Task to complete »
Look through the entries below and count every line in which "page" appears; reply with the number only.

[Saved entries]

------------------------------------------------------------

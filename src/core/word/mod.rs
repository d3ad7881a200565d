// Word filters
pub mod separator;

pub use separator::{
    CamelCaseToSeparator, SeparatorOptions, SeparatorToCamelCase, SeparatorToSeparator,
    SeparatorToSeparatorOptions,
};

use crate::core::filter::{map_scalars, Filter};
use crate::models::config::parse_options;
use crate::models::{FilterError, Value};

/// Filters that are a word filter with fixed separators
macro_rules! preset_word_filter {
    ($(#[$meta:meta])* $name:ident($inner:ty) = $build:expr) => {
        $(#[$meta])*
        #[derive(Debug, Clone)]
        pub struct $name {
            inner: $inner,
        }

        impl $name {
            pub fn new() -> Self {
                Self { inner: $build }
            }

            /// Takes no options; anything passed is ignored
            pub fn from_options(_options: serde_json::Value) -> Result<Self, FilterError> {
                Ok(Self::new())
            }
        }

        impl Default for $name {
            fn default() -> Self {
                Self::new()
            }
        }

        impl Filter for $name {
            fn filter(&self, value: Value) -> Result<Value, FilterError> {
                self.inner.filter(value)
            }
        }
    };
}

preset_word_filter!(
    /// `camelCase` to `camel-Case`
    CamelCaseToDash(CamelCaseToSeparator) = CamelCaseToSeparator::new("-")
);
preset_word_filter!(
    /// `camelCase` to `camel_Case`
    CamelCaseToUnderscore(CamelCaseToSeparator) = CamelCaseToSeparator::new("_")
);
preset_word_filter!(
    /// `dash-words` to `DashWords`
    DashToCamelCase(SeparatorToCamelCase) = SeparatorToCamelCase::new("-")
);
preset_word_filter!(DashToUnderscore(SeparatorToSeparator) = SeparatorToSeparator::new("-", "_"));
preset_word_filter!(
    /// `under_score` to `UnderScore`
    UnderscoreToCamelCase(SeparatorToCamelCase) = SeparatorToCamelCase::new("_")
);
preset_word_filter!(UnderscoreToDash(SeparatorToSeparator) = SeparatorToSeparator::new("_", "-"));

/// Replace underscores with a configurable separator
#[derive(Debug, Clone)]
pub struct UnderscoreToSeparator {
    inner: SeparatorToSeparator,
}

impl UnderscoreToSeparator {
    pub fn new(separator: impl Into<String>) -> Self {
        Self {
            inner: SeparatorToSeparator::new("_", separator),
        }
    }

    pub fn from_options(options: serde_json::Value) -> Result<Self, FilterError> {
        let options: SeparatorOptions = parse_options("UnderscoreToSeparator", options)?;
        Ok(Self::new(options.separator))
    }
}

impl Filter for UnderscoreToSeparator {
    fn filter(&self, value: Value) -> Result<Value, FilterError> {
        self.inner.filter(value)
    }
}

/// `under_score` to `underScore`
#[derive(Debug, Clone)]
pub struct UnderscoreToStudlyCase {
    camel: SeparatorToCamelCase,
}

impl UnderscoreToStudlyCase {
    pub fn new() -> Self {
        Self {
            camel: SeparatorToCamelCase::new("_"),
        }
    }

    pub fn from_options(_options: serde_json::Value) -> Result<Self, FilterError> {
        Ok(Self::new())
    }
}

impl Default for UnderscoreToStudlyCase {
    fn default() -> Self {
        Self::new()
    }
}

impl Filter for UnderscoreToStudlyCase {
    fn filter(&self, value: Value) -> Result<Value, FilterError> {
        Ok(map_scalars(value, &|input: &str| {
            let camel = self.camel.convert(input);
            let mut chars = camel.chars();
            match chars.next() {
                Some(first) => first.to_lowercase().chain(chars).collect(),
                None => String::new(),
            }
        }))
    }
}
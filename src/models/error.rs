use thiserror::Error;

/// Error type shared by every filter, adapter and resolver in the crate
///
/// `InvalidConfig` is reserved for problems detected while a filter or adapter
/// is being constructed; everything else is raised while filtering a value.
#[derive(Error, Debug)]
pub enum FilterError {
    #[error("Invalid configuration: {0}")]
    InvalidConfig(String),

    #[error("Invalid argument: {0}")]
    InvalidArgument(String),

    #[error("Unknown filter: {0}")]
    UnknownFilter(String),

    #[error("{0}")]
    Runtime(String),

    #[error("Domain error: {0}")]
    Domain(String),

    #[error("Compression error: {0}")]
    Compression(String),

    #[error("Archive error: {0}")]
    Archive(String),

    #[error("Unsupported archive format: {0}")]
    UnsupportedArchive(String),

    #[error("Corrupted archive: {0}")]
    CorruptedArchive(String),

    #[error("IO error: {0}")]
    Io(#[from] std::io::Error),
}

impl FilterError {
    /// True for errors raised while building a filter rather than running it
    pub fn is_config_error(&self) -> bool {
        matches!(self, FilterError::InvalidConfig(_) | FilterError::UnknownFilter(_))
    }
}

// The CLI reports errors as plain strings
impl From<FilterError> for String {
    fn from(err: FilterError) -> String {
        err.to_string()
    }
}

pub type Result<T> = std::result::Result<T, FilterError>;
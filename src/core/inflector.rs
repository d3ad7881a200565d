// Rule-driven string inflection

use std::sync::Arc;

use indexmap::IndexMap;
use serde::Deserialize;

use crate::core::filter::Filter;
use crate::core::registry::FilterRegistry;
use crate::models::config::{empty_options, parse_options};
use crate::models::{FilterError, FilterSpec, Value};

/// Prefix marking a rule as a filter rule
const FILTER_RULE_PREFIX: char = ':';

fn default_true() -> bool {
    true
}

fn default_identifier() -> String {
    ":".to_string()
}

/// One filter in a filter rule: a registered name or a full spec
#[derive(Debug, Clone, Deserialize)]
#[serde(untagged)]
pub enum RuleFilter {
    Name(String),
    Spec(FilterSpec),
}

#[derive(Debug, Clone, Deserialize)]
#[serde(untagged)]
pub enum RuleSpec {
    Text(String),
    Filters(Vec<RuleFilter>),
}

#[derive(Debug, Clone, Deserialize)]
#[serde(rename_all = "camelCase")]
pub struct InflectorOptions {
    #[serde(default)]
    pub target: Option<String>,
    #[serde(default)]
    pub rules: IndexMap<String, RuleSpec>,
    #[serde(default = "default_true")]
    pub throw_target_exceptions_on: bool,
    #[serde(default = "default_identifier")]
    pub target_replacement_identifier: String,
}

enum Rule {
    Static(String),
    Filters(Vec<Arc<dyn Filter>>),
}

/// Fill a target template from a map of source values
///
/// ```ignore
/// // target ":controller/:action.:suffix"
/// // rules  {":controller": ["CamelCaseToDash", "StringToLower"], "suffix": "phtml"}
/// // {"controller": "MyController", "action": "index"} -> "my-controller/index.phtml"
/// ```
pub struct Inflector {
    target: String,
    rules: IndexMap<String, Rule>,
    throw_target_exceptions: bool,
    identifier: String,
}

impl Inflector {
    pub fn new(registry: &FilterRegistry, options: InflectorOptions) -> Result<Self, FilterError> {
        let target = match options.target {
            Some(target) if !target.is_empty() => target,
            _ => {
                return Err(FilterError::InvalidConfig(
                    "Inflector requires the target option to be a non-empty string".into(),
                ))
            }
        };
        if options.target_replacement_identifier.is_empty() {
            return Err(FilterError::InvalidConfig(
                "The target replacement identifier must not be empty".into(),
            ));
        }

        let mut rules = IndexMap::with_capacity(options.rules.len());
        for (key, spec) in options.rules {
            let name = key.trim_start_matches(FILTER_RULE_PREFIX).to_string();
            let rule = if key.starts_with(FILTER_RULE_PREFIX) {
                let filters = match spec {
                    RuleSpec::Text(filter_name) => vec![RuleFilter::Name(filter_name)],
                    RuleSpec::Filters(filters) => filters,
                };
                Rule::Filters(
                    filters
                        .into_iter()
                        .map(|filter| build_rule_filter(registry, filter))
                        .collect::<Result<_, _>>()?,
                )
            } else {
                match spec {
                    RuleSpec::Text(text) => Rule::Static(text),
                    RuleSpec::Filters(_) => {
                        return Err(FilterError::InvalidConfig(format!(
                            "Static rule '{}' must be a string",
                            key
                        )))
                    }
                }
            };
            // A redefined rule keeps its first position
            rules.insert(name, rule);
        }

        Ok(Self {
            target,
            rules,
            throw_target_exceptions: options.throw_target_exceptions_on,
            identifier: options.target_replacement_identifier,
        })
    }

    pub fn from_options(registry: &FilterRegistry, options: serde_json::Value) -> Result<Self, FilterError> {
        Self::new(registry, parse_options("Inflector", options)?)
    }

    pub fn target(&self) -> &str {
        &self.target
    }

    /// True when `<identifier><ASCII letter>` is still present
    fn has_unsatisfied_placeholder(&self, inflected: &str) -> bool {
        inflected.match_indices(self.identifier.as_str()).any(|(at, _)| {
            inflected[at + self.identifier.len()..]
                .chars()
                .next()
                .map_or(false, |c| c.is_ascii_alphabetic())
        })
    }
}

fn build_rule_filter(registry: &FilterRegistry, filter: RuleFilter) -> Result<Arc<dyn Filter>, FilterError> {
    match filter {
        RuleFilter::Name(name) => registry.build(&name, empty_options()),
        RuleFilter::Spec(spec) => registry.build(&spec.name, spec.options),
    }
}

impl Filter for Inflector {
    fn filter(&self, value: Value) -> Result<Value, FilterError> {
        let Value::Map(source) = &value else {
            return Ok(value);
        };

        let subject: IndexMap<&str, String> = source
            .iter()
            .filter(|(_, v)| v.is_scalar())
            .filter_map(|(k, v)| Some((k.trim_start_matches(':'), v.as_text()?.into_owned())))
            .collect();

        let mut inflected = self.target.clone();
        for (name, rule) in &self.rules {
            let replacement = match (rule, subject.get(name.as_str())) {
                (Rule::Static(_), Some(part)) => part.clone(),
                (Rule::Static(text), None) => text.clone(),
                (Rule::Filters(filters), Some(part)) => {
                    let mut processed = Value::Str(part.clone());
                    for filter in filters {
                        processed = filter.filter(processed)?;
                    }
                    processed.as_text().map(|t| t.into_owned()).unwrap_or_default()
                }
                (Rule::Filters(_), None) => continue,
            };
            let placeholder = format!("{}{}", self.identifier, name);
            inflected = inflected.replace(&placeholder, &replacement);
        }

        if self.throw_target_exceptions && self.has_unsatisfied_placeholder(&inflected) {
            return Err(FilterError::Runtime(format!(
                "A replacement identifier {} was found inside the inflected target, perhaps a rule was not \
                 satisfied with a target source? Unsatisfied inflected target: {}",
                self.identifier, inflected
            )));
        }

        Ok(Value::Str(inflected))
    }
}

#[cfg(test)]
mod tests {
    use super::*;
    use serde_json::json;

    fn source(pairs: &[(&str, Value)]) -> Value {
        Value::Map(pairs.iter().map(|(k, v)| (k.to_string(), v.clone())).collect())
    }

    fn inflector(options: serde_json::Value) -> Inflector {
        Inflector::from_options(&FilterRegistry::with_defaults(), options).unwrap()
    }

    #[test]
    fn test_filter_and_static_rules() {
        let filter = inflector(json!({
            "target": ":controller/:action.:suffix",
            "rules": {
                ":controller": ["CamelCaseToDash", "StringToLower"],
                ":action": "StringToLower",
                "suffix": "phtml"
            }
        }));

        let result = filter
            .filter(source(&[
                ("controller", Value::from("MyController")),
                ("action", Value::from("INDEX")),
            ]))
            .unwrap();
        assert_eq!(result, Value::from("my-controller/index.phtml"));
    }

    #[test]
    fn test_source_value_overrides_static_text() {
        let filter = inflector(json!({"target": "page.:suffix", "rules": {"suffix": "phtml"}}));
        let result = filter.filter(source(&[(":suffix", Value::from("html"))])).unwrap();
        assert_eq!(result, Value::from("page.html"));
    }

    #[test]
    fn test_redefined_rule_keeps_its_position() {
        let filter = inflector(json!({
            "target": ":ab",
            "rules": {
                ":a": "StringToUpper",
                "ab": "Q",
                "a": "z"
            }
        }));
        let result = filter.filter(source(&[])).unwrap();
        assert_eq!(result, Value::from("zb"));
    }

    #[test]
    fn test_rule_filter_with_options() {
        let filter = inflector(json!({
            "target": ":name",
            "rules": {":name": [{"name": "SeparatorToSeparator", "options": {"search_separator": " ", "replacement_separator": "+"}}]}
        }));
        let result = filter.filter(source(&[("name", Value::from("a b c"))])).unwrap();
        assert_eq!(result, Value::from("a+b+c"));
    }

    #[test]
    fn test_unsatisfied_target() {
        let filter = inflector(json!({"target": ":controller/:action", "rules": {":controller": "StringToLower"}}));
        let err = filter.filter(source(&[("controller", Value::from("Foo"))])).unwrap_err();
        assert!(matches!(err, FilterError::Runtime(ref msg) if msg.contains("foo/:action")));

        let quiet = inflector(json!({
            "target": ":controller/:action",
            "rules": {":controller": "StringToLower"},
            "throwTargetExceptionsOn": false
        }));
        let result = quiet.filter(source(&[("controller", Value::from("Foo"))])).unwrap();
        assert_eq!(result, Value::from("foo/:action"));
    }

    #[test]
    fn test_custom_identifier() {
        let filter = inflector(json!({
            "target": "$name.$ext",
            "rules": {":name": "StringToUpper", "ext": "txt"},
            "targetReplacementIdentifier": "$"
        }));
        let result = filter.filter(source(&[("name", Value::from("readme"))])).unwrap();
        assert_eq!(result, Value::from("README.txt"));
    }

    #[test]
    fn test_non_scalar_sources_and_non_maps() {
        let filter = inflector(json!({"target": "x-:a", "rules": {"a": "default"}}));
        let result = filter
            .filter(source(&[("a", Value::List(vec![Value::from("ignored")]))]))
            .unwrap();
        assert_eq!(result, Value::from("x-default"));

        assert_eq!(filter.filter(Value::from("plain")).unwrap(), Value::from("plain"));
    }

    #[test]
    fn test_configuration_errors() {
        let registry = FilterRegistry::with_defaults();
        assert!(Inflector::from_options(&registry, json!({})).err().unwrap().is_config_error());
        assert!(Inflector::from_options(&registry, json!({"target": ""})).err().unwrap().is_config_error());
        assert!(Inflector::from_options(&registry, json!({"target": "x", "rules": {":a": "NoSuchFilter"}}))
            .err()
            .unwrap()
            .is_config_error());
        assert!(Inflector::from_options(&registry, json!({"target": "x", "rules": {"a": ["StringToLower"]}}))
            .err()
            .unwrap()
            .is_config_error());
    }
}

------------------------------------------------------------

The answer »
2